I am finally beginning to feel like I am taking on the Cordobes life head on, with everything I’ve got. While I’ll always be a “foreigner” here, I think that I have never felt more a part of the daily life of the city. Lately, I have been realizing what an incredible place Cordoba really is and that were to live in another place, I would always be wishing I could visit Cordoba, wishing I could sit down outside of one its thousand cafes and drink a “mate” with a friend beneath the shadow of the Manzana Jesuitica Cathedral or pass the day reading in El Paseo del Buen Pastor amidst the hundreds of students that cover ever last inch of the park’s green grass. And so recently I have thrown myself completely into Cordoba, just to see what really lies beyond its touristic façade. If you care to join me, here’s what my last weekend looked like.

Friday

Tango

On Friday night I began the evening by going to a Tango lesson that the University offers weekly to its students. Far from making it the sophisticated, classy dance that it is meant to be, I ended up turning the dance into a clumsy and rigid march around the dance floor and considered myself lucky when I didn’t bump my dance partner into the other couples. Regardless, I gave it my best shot and am determined to at least make it through a song without stepping on someone’s toes or running into the other dancers…

Asado

After my attempt at Tango dancing, I worked my way through town to a friend’s apartment where we were going to have what’s called an “asado” on top of a 10 story apartment building. An “asado” is basically a barbecue on steroids; meat of all kinds, thick, juicy, and with the most amazing flavor you could imagine. It’s pretty typical here and Argentina can’t be fully experienced until you have been invited to an “asado.” Anyway, my friends from the “Hospederia” (I’ll explain that later) and I all met up on the roof of this apartment building with a clear sky above, a lively city spread out below and skyscrapers on all sides as the guys began to start up the fire.

Fiesta folklorica

Soon the guitar was broken out and Juan Manuel began to strike up one of Argentina’s folklore tunes. Just our luck, two of the girls there were folkloric dance instructors and I quickly jumped on the opportunity to learn some of the indigenous dances. Pepe, who is from the north, where Argentina largest indigenous population lives, jumped right in on the action and soon we were all dancing around the rooftop, building up an appetite for the feast that was to come. After putting down some of the best steak I have ever eaten, the eight of us sat around talking late into the night.

“Los Buscadores”

Before I go on, I need to explain how I know all these incredible people. One of the highlights of my life here in Cordoba is being part of the “buscadores,” a group of young people who meet every Tuesday night to pray for the city’s homeless and then to turn those prayers into action by taking food to the men in the streets.
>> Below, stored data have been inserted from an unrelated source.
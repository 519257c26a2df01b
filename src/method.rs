//! The HTTP verbs a route can be registered for.

use std::fmt;
use std::str::FromStr;

/// A routable HTTP method.
///
/// Only the verbs a resource route can declare are represented. Anything else
/// never matches a route and falls through to the not-found response.
#[derive(Clone, Copy, Debug, Eq, Hash, PartialEq)]
pub enum Method {
    Delete,
    Get,
    Patch,
    Post,
    Put,
}

impl Method {
    /// Returns the uppercase wire representation (e.g. `"GET"`).
    pub fn as_str(self) -> &'static str {
        match self {
            Self::Delete => "DELETE",
            Self::Get    => "GET",
            Self::Patch  => "PATCH",
            Self::Post   => "POST",
            Self::Put    => "PUT",
        }
    }

    /// Whether a request with this verb is allowed to carry a body that the
    /// route will format.
    pub fn allows_body(self) -> bool {
        matches!(self, Self::Patch | Self::Post | Self::Put)
    }
}

/// Parses an uppercase method string. Case-sensitive per RFC 9110 §9.1.
impl FromStr for Method {
    type Err = ();

    fn from_str(s: &str) -> Result<Self, Self::Err> {
        match s {
            "DELETE" => Ok(Self::Delete),
            "GET"    => Ok(Self::Get),
            "PATCH"  => Ok(Self::Patch),
            "POST"   => Ok(Self::Post),
            "PUT"    => Ok(Self::Put),
            _        => Err(()),
        }
    }
}

impl TryFrom<&http::Method> for Method {
    type Error = ();

    fn try_from(method: &http::Method) -> Result<Self, Self::Error> {
        method.as_str().parse()
    }
}

impl fmt::Display for Method {
    fn fmt(&self, f: &mut fmt::Formatter<'_>) -> fmt::Result {
        f.write_str(self.as_str())
    }
}

#[cfg(test)]
mod tests {
    use super::*;

    #[test]
    fn only_body_verbs_allow_bodies() {
        assert!(Method::Post.allows_body());
        assert!(Method::Put.allows_body());
        assert!(Method::Patch.allows_body());
        assert!(!Method::Get.allows_body());
        assert!(!Method::Delete.allows_body());
    }

    #[test]
    fn parses_from_http_method() {
        assert_eq!(Method::try_from(&http::Method::PATCH), Ok(Method::Patch));
        assert_eq!(Method::try_from(&http::Method::OPTIONS), Err(()));
        assert_eq!("get".parse::<Method>(), Err(()));
    }
}
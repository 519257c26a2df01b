//! Terminal error emission.
//!
//! Every failed request ends here exactly once: negotiation failures,
//! authentication and authorization failures, handler and formatter errors,
//! timeouts, and panics.

use serde_json::json;
use tracing::{error, info};

use crate::error::{ErrorKind, HttpError};
use crate::request::Request;
use crate::response::HttpResponse;
use crate::security::SecurityContext;

/// Turns a failure into the response the client receives, and logs it.
///
/// `security` is present when the failure happened after authentication.
pub trait ErrorHandler: Send + Sync + 'static {
    fn handle(
        &self,
        error: HttpError,
        req: &Request,
        security: Option<&dyn SecurityContext>,
    ) -> HttpResponse;
}

/// The default handler: logs one line per failure and answers with
/// `{"status", "message"}` (plus `"code"` when the error has one).
///
/// An error that carries its own body keeps it. Unknown errors are answered
/// with a generic message; their detail only reaches the log.
#[derive(Clone, Copy, Debug, Default)]
pub struct JsonErrorHandler;

impl ErrorHandler for JsonErrorHandler {
    fn handle(
        &self,
        err: HttpError,
        req: &Request,
        security: Option<&dyn SecurityContext>,
    ) -> HttpResponse {
        let status = err.status();
        let mut line = format!("{} {} {}", status.as_u16(), req.method(), req.url());
        if let Some(context) = security {
            line.push_str(&format!(" ({})", context.to_log_safe_string()));
        }
        if status.is_server_error() {
            error!(kind = %err.kind(), detail = err.message(), "{line}");
        } else {
            info!(kind = %err.kind(), "{line}");
        }

        let message = match err.kind() {
            ErrorKind::Unknown => "Server Error".to_owned(),
            _ => err.message().to_owned(),
        };
        let code = err.code().map(str::to_owned);
        let response = err.into_response();
        if response.body().is_some() {
            return response;
        }

        let mut body = json!({ "status": status.as_u16(), "message": message });
        if let Some(code) = code {
            body["code"] = code.into();
        }
        response.with_body(body)
    }
}
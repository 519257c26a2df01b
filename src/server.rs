//! HTTP server and graceful shutdown.
//!
//! The server owns sockets and body reading. Everything after that is the
//! [`Router`]'s job.
//!
//! On SIGTERM or Ctrl-C the server stops accepting, lets in-flight
//! connections finish, then returns from [`Server::serve`].

use std::convert::Infallible;
use std::net::SocketAddr;
use std::sync::Arc;

use http_body_util::{BodyExt, Limited};
use hyper::body::Incoming;
use hyper::service::service_fn;
use hyper_util::rt::{TokioExecutor, TokioIo};
use hyper_util::server::conn::auto::Builder as ConnBuilder;
use tokio::net::TcpListener;
use tracing::{error, info};

use crate::error::{Error, HttpError};
use crate::response::Emitted;
use crate::router::Router;

/// The HTTP server.
pub struct Server {
    addr: SocketAddr,
}

impl Server {
    /// Configures the server to bind to `addr` when [`serve`](Server::serve)
    /// is called.
    ///
    /// ```rust
    /// use mediaroute::Server;
    /// let server = Server::bind(([0, 0, 0, 0], 3000).into());
    /// ```
    pub fn bind(addr: SocketAddr) -> Self {
        Self { addr }
    }

    /// Accepts connections and dispatches them through `router` until a
    /// shutdown signal arrives and every in-flight connection has finished.
    pub async fn serve(self, router: Router) -> Result<(), Error> {
        let listener = TcpListener::bind(self.addr).await?;
        let router = Arc::new(router);

        info!(addr = %self.addr, "mediaroute listening");

        let mut tasks = tokio::task::JoinSet::new();
        let shutdown = shutdown_signal();
        tokio::pin!(shutdown);

        loop {
            tokio::select! {
                // Check shutdown first so a SIGTERM stops accepting immediately.
                biased;

                () = &mut shutdown => {
                    info!(in_flight = tasks.len(), "shutdown signal received, draining connections");
                    break;
                }

                res = listener.accept() => {
                    let (stream, remote_addr) = match res {
                        Ok(v) => v,
                        Err(e) => {
                            error!("accept error: {e}");
                            continue;
                        }
                    };

                    let router = Arc::clone(&router);
                    let io = TokioIo::new(stream);

                    tasks.spawn(async move {
                        let svc = service_fn(move |req| {
                            let router = Arc::clone(&router);
                            async move { dispatch(router, req).await }
                        });

                        if let Err(e) = ConnBuilder::new(TokioExecutor::new())
                            .serve_connection(io, svc)
                            .await
                        {
                            error!(peer = %remote_addr, "connection error: {e}");
                        }
                    });
                }

                // Reap finished connection tasks so the set does not grow unbounded.
                Some(_) = tasks.join_next(), if !tasks.is_empty() => {}
            }
        }

        while tasks.join_next().await.is_some() {}

        info!("mediaroute stopped");
        Ok(())
    }
}

/// Reads the body up to the router's limit, then hands over.
async fn dispatch(router: Arc<Router>, req: hyper::Request<Incoming>) -> Result<Emitted, Infallible> {
    let (parts, body) = req.into_parts();
    let limit = router.body_limit();

    let response = match Limited::new(body, limit).collect().await {
        Ok(collected) => {
            let req = http::Request::from_parts(parts, collected.to_bytes());
            router.handle(req).await
        }
        Err(e) => {
            let err = if e.is::<http_body_util::LengthLimitError>() {
                HttpError::payload_too_large(limit)
            } else {
                HttpError::bad_request(format!("failed to read request body: {e}"))
            };
            router.reject(parts, err).await
        }
    };
    Ok(response)
}

/// Resolves on the first SIGTERM (Unix) or Ctrl-C.
///
/// A signal handler that cannot be installed is logged and never fires.
async fn shutdown_signal() {
    let ctrl_c = async {
        if let Err(e) = tokio::signal::ctrl_c().await {
            error!("failed to install Ctrl-C handler: {e}");
            std::future::pending::<()>().await;
        }
    };

    #[cfg(unix)]
    let sigterm = async {
        match tokio::signal::unix::signal(tokio::signal::unix::SignalKind::terminate()) {
            Ok(mut signal) => { signal.recv().await; }
            Err(e) => {
                error!("failed to install SIGTERM handler: {e}");
                std::future::pending::<()>().await;
            }
        }
    };

    #[cfg(not(unix))]
    let sigterm = std::future::pending::<()>();

    tokio::select! {
        () = ctrl_c   => {}
        () = sigterm  => {}
    }
}
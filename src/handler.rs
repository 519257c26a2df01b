//! Handler trait and type erasure.
//!
//! A route stores handlers of different concrete types: the default one and
//! one per media-type binding. They are erased behind `Arc<dyn ErasedHandler>`
//! so a route descriptor can hold them uniformly and clone them cheaply.
//!
//! ```text
//! async fn get_pet(params: RouteParams) -> Value { … }   ← user writes this
//!        ↓ RouteBuilder::get(get_pet)
//! get_pet.into_boxed_handler()                           ← Handler blanket impl
//!        ↓
//! Arc::new(FnHandler(get_pet))                           ← stored as BoxedHandler
//!        ↓
//! handler.call(params)  at request time                  ← one vtable dispatch
//!        ↓
//! Box::pin(async { get_pet(params).await.into_reply() })
//! ```

use std::future::Future;
use std::pin::Pin;
use std::sync::Arc;

use crate::error::HttpError;
use crate::request::RouteParams;
use crate::response::{IntoReply, Reply};

/// A heap-allocated, type-erased future.
///
/// Used for every asynchronous seam of the crate: handlers, formatters,
/// authorizers and security-context providers.
pub type BoxFuture<'a, T> = Pin<Box<dyn Future<Output = T> + Send + 'a>>;

/// Internal dispatch interface.
#[doc(hidden)]
pub trait ErasedHandler {
    fn call(&self, params: RouteParams) -> BoxFuture<'static, Result<Reply, HttpError>>;
}

/// A type-erased handler shared across concurrent requests.
#[doc(hidden)]
pub type BoxedHandler = Arc<dyn ErasedHandler + Send + Sync + 'static>;

/// Implemented for every valid route handler.
///
/// Satisfied automatically by any function or closure with the shape:
///
/// ```text
/// async fn name(params: RouteParams) -> impl IntoReply
/// ```
///
/// Sealed: only the blanket impl below can satisfy it.
pub trait Handler: private::Sealed + Send + Sync + 'static {
    #[doc(hidden)]
    fn into_boxed_handler(self) -> BoxedHandler;
}

mod private {
    pub trait Sealed {}
}

impl<F, Fut, R> private::Sealed for F
where
    F: Fn(RouteParams) -> Fut + Send + Sync + 'static,
    Fut: Future<Output = R> + Send + 'static,
    R: IntoReply + Send + 'static,
{
}

impl<F, Fut, R> Handler for F
where
    F: Fn(RouteParams) -> Fut + Send + Sync + 'static,
    Fut: Future<Output = R> + Send + 'static,
    R: IntoReply + Send + 'static,
{
    fn into_boxed_handler(self) -> BoxedHandler {
        Arc::new(FnHandler(self))
    }
}

/// Newtype bridging a concrete handler `F` into the trait-object world.
struct FnHandler<F>(F);

impl<F, Fut, R> ErasedHandler for FnHandler<F>
where
    F: Fn(RouteParams) -> Fut + Send + Sync,
    Fut: Future<Output = R> + Send + 'static,
    R: IntoReply + Send + 'static,
{
    fn call(&self, params: RouteParams) -> BoxFuture<'static, Result<Reply, HttpError>> {
        let fut = (self.0)(params);
        Box::pin(async move { fut.await.into_reply() })
    }
}
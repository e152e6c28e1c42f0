//! Plain text messages: album titles while an album is open, a hint otherwise

use teloxide::types::MessageId;

use super::callbacks::album_callbacks::summary_text;
use super::ui_builder::{create_confirmation_keyboard, create_main_menu_keyboard};
use super::HandlerContext;
use crate::errors::{error_logging, AppResult};
use crate::session::SessionState;
use crate::validation::{validate_album_title, MAX_TITLE_CHARS};

pub async fn handle_idle_text(hc: &HandlerContext<'_>) -> AppResult<()> {
    hc.send(&hc.t("idle-text"), Some(create_main_menu_keyboard(hc)))
        .await?;
    Ok(())
}

/// Use the text as the title of the album in progress
pub async fn handle_title_text(
    hc: &HandlerContext<'_>,
    state: SessionState,
    text: &str,
) -> AppResult<()> {
    let title = match validate_album_title(text) {
        Ok(title) => title,
        Err(reason) => {
            error_logging::log_validation_error(&reason, "album_title", Some(hc.chat_id.0), Some(text));
            let max = MAX_TITLE_CHARS.to_string();
            hc.send(&hc.t_args("title-invalid", &[("max", &max)]), None)
                .await?;
            return Ok(());
        }
    };

    match state {
        SessionState::AwaitingPhotos {
            photos,
            last_media_group,
            ..
        } => {
            hc.ctx
                .sessions
                .update(
                    hc.chat_id,
                    SessionState::AwaitingPhotos {
                        photos,
                        title: Some(title.clone()),
                        last_media_group,
                    },
                )
                .await?;
        }
        SessionState::AwaitingConfirmation {
            photos, message_id, ..
        } => {
            let summary = summary_text(hc, &title, photos.len());
            hc.ctx
                .sessions
                .update(
                    hc.chat_id,
                    SessionState::AwaitingConfirmation {
                        photos,
                        title: Some(title.clone()),
                        message_id,
                    },
                )
                .await?;
            // Keep the summary above the buttons in sync
            if let Some(id) = message_id {
                hc.ctx
                    .api
                    .edit_text(
                        hc.chat_id,
                        MessageId(id),
                        &summary,
                        Some(create_confirmation_keyboard(hc)),
                    )
                    .await?;
            }
        }
        SessionState::Idle => return handle_idle_text(hc).await,
    }

    hc.send(&hc.t_args("title-set", &[("title", &title)]), None)
        .await?;
    Ok(())
}
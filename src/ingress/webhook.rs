//! Webhook ingress: Telegram POSTs each update to our HTTPS endpoint.

use std::sync::Arc;

use axum::body::Bytes;
use axum::extract::State;
use axum::http::{HeaderMap, StatusCode};
use axum::routing::post;
use axum::Router;
use teloxide::prelude::*;
use teloxide::types::Update;
use tokio::net::TcpListener;
use tokio::sync::mpsc::error::TrySendError;
use tokio_util::sync::CancellationToken;

use super::{allowed_updates, UpdateSender};
use crate::config::DEFAULT_WEBHOOK_PATH;
use crate::deduplication::SharedDeduplicator;
use crate::errors::{error_logging, AppError, AppResult};
use crate::observability;

pub const SECRET_TOKEN_HEADER: &str = "x-telegram-bot-api-secret-token";

const SOURCE: &str = "webhook";

/// Shared state of the webhook route
#[derive(Clone)]
pub struct WebhookState {
    pub tx: UpdateSender,
    pub dedup: SharedDeduplicator,
    pub secret_token: Option<Arc<str>>,
}

impl WebhookState {
    pub fn new(tx: UpdateSender, dedup: SharedDeduplicator, secret_token: Option<&str>) -> Self {
        Self {
            tx,
            dedup,
            secret_token: secret_token.map(Arc::from),
        }
    }
}

/// `""` becomes the default path; a leading `/` is added when missing
pub fn normalize_webhook_path(path: &str) -> String {
    let path = path.trim();
    if path.is_empty() {
        DEFAULT_WEBHOOK_PATH.to_string()
    } else if path.starts_with('/') {
        path.to_string()
    } else {
        format!("/{path}")
    }
}

/// Router with a single `POST` route at `path`
pub fn router(path: &str, state: WebhookState) -> Router {
    Router::new()
        .route(&normalize_webhook_path(path), post(webhook_handler))
        .with_state(state)
}

fn secret_matches(headers: &HeaderMap, expected: Option<&str>) -> bool {
    let Some(expected) = expected else {
        return true;
    };
    headers
        .get(SECRET_TOKEN_HEADER)
        .and_then(|v| v.to_str().ok())
        .is_some_and(|provided| provided == expected)
}

async fn webhook_handler(
    State(state): State<WebhookState>,
    headers: HeaderMap,
    body: Bytes,
) -> StatusCode {
    if !secret_matches(&headers, state.secret_token.as_deref()) {
        tracing::warn!("Rejected webhook call with invalid secret token");
        return StatusCode::UNAUTHORIZED;
    }

    // Malformed payloads are acknowledged; Telegram would redeliver them forever
    let value: serde_json::Value = match serde_json::from_slice(&body) {
        Ok(value) => value,
        Err(e) => {
            error_logging::log_ingress_error(&e, SOURCE, None);
            return StatusCode::OK;
        }
    };
    let update_id = value.get("update_id").and_then(serde_json::Value::as_i64);
    let update: Update = match serde_json::from_value(value) {
        Ok(update) => update,
        Err(e) => {
            error_logging::log_ingress_error(&e, SOURCE, update_id);
            return StatusCode::OK;
        }
    };

    if let Some(update_id) = update_id {
        if state.dedup.is_duplicate(update_id) {
            tracing::debug!(update_id, "Skipping duplicate update");
            observability::record_duplicate_update(SOURCE);
            return StatusCode::OK;
        }
    }

    match state.tx.try_send(update) {
        Ok(()) => {
            tracing::debug!(update_id = ?update_id, "Webhook update queued");
            observability::record_update_received(SOURCE);
            StatusCode::OK
        }
        Err(err) => {
            let reason = match err {
                TrySendError::Full(_) => "queue_full",
                TrySendError::Closed(_) => "queue_closed",
            };
            error_logging::log_ingress_error(
                &AppError::Ingress(format!("update queue unavailable: {reason}")),
                SOURCE,
                update_id,
            );
            observability::record_update_rejected(SOURCE, reason);
            // Let Telegram's redelivery through
            if let Some(update_id) = update_id {
                state.dedup.forget(update_id);
            }
            StatusCode::SERVICE_UNAVAILABLE
        }
    }
}

/// Point Telegram at our public URL
pub async fn register_webhook(bot: &Bot, url: &str, secret_token: Option<&str>) -> AppResult<()> {
    let url = url::Url::parse(url)
        .map_err(|e| AppError::Config(format!("Invalid webhook URL: {e}")))?;

    let mut request = bot
        .set_webhook(url.clone())
        .allowed_updates(allowed_updates());
    if let Some(secret) = secret_token {
        request = request.secret_token(secret.to_string());
    }
    request.await?;

    tracing::info!(url = %url, "Webhook registered");
    Ok(())
}

/// Stop Telegram from calling us
pub async fn unregister_webhook(bot: &Bot) -> AppResult<()> {
    bot.delete_webhook().await?;
    tracing::info!("Webhook removed");
    Ok(())
}

/// Serve the router until `cancel` fires
pub async fn serve(listener: TcpListener, router: Router, cancel: CancellationToken) -> AppResult<()> {
    let addr = listener
        .local_addr()
        .map_err(|e| AppError::Ingress(e.to_string()))?;
    tracing::info!(%addr, "Webhook server listening");

    axum::serve(listener, router)
        .with_graceful_shutdown(async move { cancel.cancelled().await })
        .await
        .map_err(|e| AppError::Ingress(format!("Webhook server failed: {e}")))?;

    tracing::info!("Webhook server stopped");
    Ok(())
}
//! Per-chat conversation state.
//!
//! Each chat is in exactly one [`SessionState`]. Handlers read it before acting
//! and write the next state back through a [`SessionStore`].

use crate::errors::AppResult;
use async_trait::async_trait;
use parking_lot::Mutex;
use serde::{Deserialize, Serialize};
use std::collections::HashMap;
use std::time::{Duration, Instant};
use teloxide::types::ChatId;

/// Represents the conversation state of one chat
#[derive(Clone, Debug, Default, PartialEq, Eq, Serialize, Deserialize)]
pub enum SessionState {
    #[default]
    Idle,
    AwaitingPhotos {
        photos: Vec<String>, // Telegram file ids, in arrival order
        title: Option<String>,
        last_media_group: Option<String>, // Media group already acknowledged
    },
    AwaitingConfirmation {
        photos: Vec<String>,
        title: Option<String>,
        message_id: Option<i32>, // Message carrying the confirmation keyboard
    },
}

impl SessionState {
    /// Fresh collecting state
    pub fn collecting() -> Self {
        SessionState::AwaitingPhotos {
            photos: Vec::new(),
            title: None,
            last_media_group: None,
        }
    }

    /// Short label used in logs and metrics
    pub fn label(&self) -> &'static str {
        match self {
            SessionState::Idle => "idle",
            SessionState::AwaitingPhotos { .. } => "awaiting_photos",
            SessionState::AwaitingConfirmation { .. } => "awaiting_confirmation",
        }
    }

    pub fn is_idle(&self) -> bool {
        matches!(self, SessionState::Idle)
    }
}

/// Storage for per-chat session state
#[async_trait]
pub trait SessionStore: Send + Sync {
    /// Current state for the chat; missing or expired sessions are `Idle`
    async fn get(&self, chat_id: ChatId) -> AppResult<SessionState>;

    /// Replace the chat's state
    async fn update(&self, chat_id: ChatId, state: SessionState) -> AppResult<()>;

    /// Forget the chat's state
    async fn reset(&self, chat_id: ChatId) -> AppResult<()>;
}

/// Process-local session store
#[derive(Debug)]
pub struct MemorySessionStore {
    sessions: Mutex<HashMap<ChatId, (SessionState, Instant)>>,
    ttl: Duration,
}

impl MemorySessionStore {
    pub fn new(ttl: Duration) -> Self {
        Self {
            sessions: Mutex::new(HashMap::new()),
            ttl,
        }
    }

    /// Number of stored (possibly expired) sessions
    pub fn len(&self) -> usize {
        self.sessions.lock().len()
    }

    pub fn is_empty(&self) -> bool {
        self.len() == 0
    }
}

impl Default for MemorySessionStore {
    fn default() -> Self {
        Self::new(Duration::from_secs(3600))
    }
}

#[async_trait]
impl SessionStore for MemorySessionStore {
    async fn get(&self, chat_id: ChatId) -> AppResult<SessionState> {
        let mut sessions = self.sessions.lock();
        match sessions.get(&chat_id) {
            Some((state, touched)) if touched.elapsed() < self.ttl => Ok(state.clone()),
            Some(_) => {
                sessions.remove(&chat_id);
                tracing::debug!(chat_id = %chat_id, "Session expired");
                Ok(SessionState::Idle)
            }
            None => Ok(SessionState::Idle),
        }
    }

    async fn update(&self, chat_id: ChatId, state: SessionState) -> AppResult<()> {
        let mut sessions = self.sessions.lock();
        // Chats that went quiet are never read again, so sweep them here
        let ttl = self.ttl;
        sessions.retain(|_, (_, touched)| touched.elapsed() < ttl);

        if state.is_idle() {
            sessions.remove(&chat_id);
        } else {
            sessions.insert(chat_id, (state, Instant::now()));
        }
        Ok(())
    }

    async fn reset(&self, chat_id: ChatId) -> AppResult<()> {
        self.sessions.lock().remove(&chat_id);
        Ok(())
    }
}

#[cfg(test)]
mod tests {
    use super::*;

    #[tokio::test]
    async fn test_missing_session_is_idle() {
        let store = MemorySessionStore::default();
        assert_eq!(store.get(ChatId(1)).await.unwrap(), SessionState::Idle);
    }

    #[tokio::test]
    async fn test_update_and_reset() {
        let store = MemorySessionStore::default();
        let state = SessionState::AwaitingPhotos {
            photos: vec!["file-a".to_string()],
            title: Some("Beach".to_string()),
            last_media_group: None,
        };

        store.update(ChatId(7), state.clone()).await.unwrap();
        assert_eq!(store.get(ChatId(7)).await.unwrap(), state);
        // Other chats are unaffected
        assert!(store.get(ChatId(8)).await.unwrap().is_idle());

        store.reset(ChatId(7)).await.unwrap();
        assert!(store.get(ChatId(7)).await.unwrap().is_idle());
        assert!(store.is_empty());
    }

    #[tokio::test]
    async fn test_idle_update_removes_entry() {
        let store = MemorySessionStore::default();
        store
            .update(ChatId(3), SessionState::collecting())
            .await
            .unwrap();
        assert_eq!(store.len(), 1);
        store.update(ChatId(3), SessionState::Idle).await.unwrap();
        assert!(store.is_empty());
    }

    #[tokio::test]
    async fn test_expired_session_reads_as_idle() {
        let store = MemorySessionStore::new(Duration::from_millis(20));
        store
            .update(ChatId(9), SessionState::collecting())
            .await
            .unwrap();
        tokio::time::sleep(Duration::from_millis(40)).await;
        assert!(store.get(ChatId(9)).await.unwrap().is_idle());
        assert!(store.is_empty());
    }

    #[tokio::test]
    async fn test_abandoned_sessions_are_swept_on_update() {
        let store = MemorySessionStore::new(Duration::from_millis(200));
        for chat in 0..100 {
            store
                .update(ChatId(chat), SessionState::collecting())
                .await
                .unwrap();
        }
        assert_eq!(store.len(), 100);

        tokio::time::sleep(Duration::from_millis(300)).await;
        store
            .update(ChatId(99_999), SessionState::collecting())
            .await
            .unwrap();

        // None of the first hundred chats came back, yet their entries are gone
        assert_eq!(store.len(), 1);
        assert_eq!(store.get(ChatId(99_999)).await.unwrap(), SessionState::collecting());
    }

    #[test]
    fn test_state_serializes_for_persistent_stores() {
        let state = SessionState::AwaitingConfirmation {
            photos: vec!["a".to_string(), "b".to_string()],
            title: None,
            message_id: Some(12),
        };
        let json = serde_json::to_string(&state).unwrap();
        let restored: SessionState = serde_json::from_str(&json).unwrap();
        assert_eq!(restored, state);
        assert_eq!(restored.label(), "awaiting_confirmation");
    }
}
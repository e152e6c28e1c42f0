//! Callbacks module for handling all inline keyboard callback queries
//!
//! - `callback_types`: Parsing and rendering of callback data
//! - `album_callbacks`: Done / Preview / Save / Cancel while building an album
//! - `library_callbacks`: Browsing and deleting saved albums

pub mod album_callbacks;
pub mod callback_types;
pub mod library_callbacks;

pub use callback_types::CallbackAction;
I found out about the group through a friend and joined up with them about two months ago. We meet at the homeless shelter called “La Hospederia,” split into two groups and then head to the “Peatonal” (pedestrian walk ways), outside the post office, and anywhere else the people sleep. Always welcoming us with smiles, we then get the chance to spend the next few hours sharing dinner and great conversations with the guys. Not only have I gotten the chance to make friendships with so many of these people on the streets, the other volunteers have become good friends too. Well, aside from getting together on Tuesday, the “buscadores” also meet once a month at someone’s house for an “asado.” (Hence the party of the roof!)

Saturday

“Musical” concert (if you can call it that)

Being that Cordoba was founded and built up mostly by the Jesuit missionaries from Spain who were expelled from the country back in the late eighteenth century, the most obvious feature of this colonial city in the high number of towering cathedrals and convents that seem to be on every street and bordering every plaza. A walk through the city is a history lesson in itself and its 18 museums and cultural centers are top class in presenting the city at its best. As I mentioned in a previous post, Cordoba has also been named “cultural capital of the Americas” and with good reason. On any given weekend night, two or three symphonies, operas, or plays are always being offered in one the cathedrals or ornately decorated music halls in “Nueva Cordoba.” Back to last Saturday; I made a point to see one of the symphonies and landed at a European contemporary classical music concert, only to be disappointed by some pretty terrible music (in my opinion anyway.) Maybe I’m not “open” or “modern” enough to appreciate the latest styles and maybe I’ll be “enlightened” one day and kick myself for my old fashion tastes, but for now I’m sticking to my idea of music as having at least a hint of melody and resonance. Click below to hear a bit…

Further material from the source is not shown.